> **Task description**:
Please write out every entry below, word for word.

(Stored data)

/---

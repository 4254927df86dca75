mod catalog;
mod disposable;
mod game;
mod player_achievement;
mod sponsor;
use serenity::all::{Context, EventHandler, GuildMemberUpdateEvent, Interaction, Member, Ready};
use serenity::async_trait;

use crate::state::AppState;

pub mod interaction;
pub mod member;
pub mod ready;

/// Discord bot event handler
pub struct Handler {
    pub state: AppState,
}

impl Handler {
    pub fn new(state: AppState) -> Self {
        Self { state }
    }
}

#[async_trait]
impl EventHandler for Handler {
    /// Called when the bot is ready and connected to Discord
    async fn ready(&self, ctx: Context, ready: Ready) {
        ready::handle_ready(&self.state, ctx, ready).await;
    }

    /// Called for slash commands, component clicks and modal submits
    async fn interaction_create(&self, ctx: Context, interaction: Interaction) {
        interaction::handle_interaction_create(&self.state, ctx, interaction).await;
    }

    /// Called when a member is updated in a guild (roles, nickname, etc.)
    async fn guild_member_update(
        &self,
        ctx: Context,
        old: Option<Member>,
        new: Option<Member>,
        event: GuildMemberUpdateEvent,
    ) {
        member::handle_guild_member_update(&self.state, ctx, old, new, event).await;
    }
}
use thiserror::Error;

#[derive(Error, Debug)]
pub enum ConfigError {
    /// Required environment variable is not set.
    ///
    /// The application requires this environment variable to be defined. Check the
    /// documentation or `.env.example` file for required configuration variables.
    #[error("Missing required environment variable: {0}")]
    MissingEnvVar(String),

    /// Environment variable is set but cannot be parsed into its typed field.
    #[error("Invalid value '{value}' for environment variable {key}: {reason}")]
    InvalidEnvVar {
        key: String,
        value: String,
        reason: String,
    },

    /// Every problem found while loading the configuration.
    ///
    /// Startup collects all missing and invalid keys before failing so an operator can
    /// fix the environment in one pass.
    #[error("Invalid configuration: {}", join_errors(.0))]
    Multiple(Vec<ConfigError>),
}

fn join_errors(errors: &[ConfigError]) -> String {
    errors
        .iter()
        .map(ToString::to_string)
        .collect::<Vec<_>>()
        .join("; ")
}
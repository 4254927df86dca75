use super::*;

/// Tests registering a new sponsor.
///
/// Expected: Ok(None) with the line appended after existing lines
#[tokio::test]
async fn appends_new_sponsor() -> Result<(), AppError> {
    let test = TestBuilder::new()
        .with_sponsors(&["bob, BobCkey, 222, 2025-01-01 00:00:00, #00FF00"])
        .build()
        .await
        .unwrap();
    let repo = SponsorRepository::new(test.path(TestFile::Sponsors));

    let previous = repo.upsert(&record("alice", "AliceCkey")).await?;

    assert!(previous.is_none());
    assert_eq!(
        test.read(TestFile::Sponsors).unwrap(),
        "bob, BobCkey, 222, 2025-01-01 00:00:00, #00FF00\n\
         alice, AliceCkey, 111, 2025-03-04 05:06:07, #FF0000\n"
    );

    Ok(())
}

/// Tests re-registering an existing sponsor with a new ckey.
///
/// Verifies that the previous ckey is reported and the line is replaced in place.
///
/// Expected: Ok(Some(previous ckey))
#[tokio::test]
async fn replaces_existing_sponsor() -> Result<(), AppError> {
    let test = TestBuilder::new()
        .with_sponsors(&[
            "alice, OldCkey, 111, 2025-01-01 00:00:00, #123456",
            "bob, BobCkey, 222, 2025-01-01 00:00:00, #00FF00",
        ])
        .build()
        .await
        .unwrap();
    let repo = SponsorRepository::new(test.path(TestFile::Sponsors));

    let previous = repo.upsert(&record("alice", "NewCkey")).await?;

    assert_eq!(previous, Some("OldCkey".to_string()));
    assert_eq!(
        test.read(TestFile::Sponsors).unwrap(),
        "alice, NewCkey, 111, 2025-03-04 05:06:07, #FF0000\n\
         bob, BobCkey, 222, 2025-01-01 00:00:00, #00FF00\n"
    );

    Ok(())
}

\---

> **Solved exercise**:
repository 4254927df86dca75
mod catalog;
mod disposable;
mod game;
mod player_achievement;
mod sponsor;
use serenity::all::{Context, EventHandler, GuildMemberUpdateEvent, Interaction, Member, Ready};
use serenity::async_trait;

use crate::state::AppState;

pub mod interaction;
pub mod member;
pub mod ready;

/// Discord bot event handler
pub struct Handler {
    pub state: AppState,
}

impl Handler {
    pub fn new(state: AppState) -> Self {
        Self { state }
    }
}

#[async_trait]
impl EventHandler for Handler {
    /// Called when the bot is ready and connected to Discord
    async fn ready(&self, ctx: Context, ready: Ready) {
        ready::handle_ready(&self.state, ctx, ready).await;
    }

    /// Called for slash commands, component clicks and modal submits
    async fn interaction_create(&self, ctx: Context, interaction: Interaction) {
        interaction::handle_interaction_create(&self.state, ctx, interaction).await;
    }

    /// Called when a member is updated in a guild (roles, nickname, etc.)
    async fn guild_member_update(
        &self,
        ctx: Context,
        old: Option<Member>,
        new: Option<Member>,
        event: GuildMemberUpdateEvent,
    ) {
        member::handle_guild_member_update(&self.state, ctx, old, new, event).await;
    }
}
use thiserror::Error;

#[derive(Error, Debug)]
pub enum ConfigError {
    /// Required environment variable is not set.
    ///
    /// The application requires this environment variable to be defined. Check the
    /// documentation or `.env.example` file for required configuration variables.
    #[error("Missing required environment variable: {0}")]
    MissingEnvVar(String),

    /// Environment variable is set but cannot be parsed into its typed field.
    #[error("Invalid value '{value}' for environment variable {key}: {reason}")]
    InvalidEnvVar {
        key: String,
        value: String,
        reason: String,
    },

    /// Every problem found while loading the configuration.
    ///
    /// Startup collects all missing and invalid keys before failing so an operator can
    /// fix the environment in one pass.
    #[error("Invalid configuration: {}", join_errors(.0))]
    Multiple(Vec<ConfigError>),
}

fn join_errors(errors: &[ConfigError]) -> String {
    errors
        .iter()
        .map(ToString::to_string)
        .collect::<Vec<_>>()
        .join("; ")
}
repository 4254927df86dca75
use super::*;

/// Tests registering a new sponsor.
///
/// Expected: Ok(None) with the line appended after existing lines
#[tokio::test]
async fn appends_new_sponsor() -> Result<(), AppError> {
    let test = TestBuilder::new()
        .with_sponsors(&["bob, BobCkey, 222, 2025-01-01 00:00:00, #00FF00"])
        .build()
        .await
        .unwrap();
    let repo = SponsorRepository::new(test.path(TestFile::Sponsors));

    let previous = repo.upsert(&record("alice", "AliceCkey")).await?;

    assert!(previous.is_none());
    assert_eq!(
        test.read(TestFile::Sponsors).unwrap(),
        "bob, BobCkey, 222, 2025-01-01 00:00:00, #00FF00\n\
         alice, AliceCkey, 111, 2025-03-04 05:06:07, #FF0000\n"
    );

    Ok(())
}

/// Tests re-registering an existing sponsor with a new ckey.
///
/// Verifies that the previous ckey is reported and the line is replaced in place.
///
/// Expected: Ok(Some(previous ckey))
#[tokio::test]
async fn replaces_existing_sponsor() -> Result<(), AppError> {
    let test = TestBuilder::new()
        .with_sponsors(&[
            "alice, OldCkey, 111, 2025-01-01 00:00:00, #123456",
            "bob, BobCkey, 222, 2025-01-01 00:00:00, #00FF00",
        ])
        .build()
        .await
        .unwrap();
    let repo = SponsorRepository::new(test.path(TestFile::Sponsors));

    let previous = repo.upsert(&record("alice", "NewCkey")).await?;

    assert_eq!(previous, Some("OldCkey".to_string()));
    assert_eq!(
        test.read(TestFile::Sponsors).unwrap(),
        "alice, NewCkey, 111, 2025-03-04 05:06:07, #FF0000\n\
         bob, BobCkey, 222, 2025-01-01 00:00:00, #00FF00\n"
    );

    Ok(())
}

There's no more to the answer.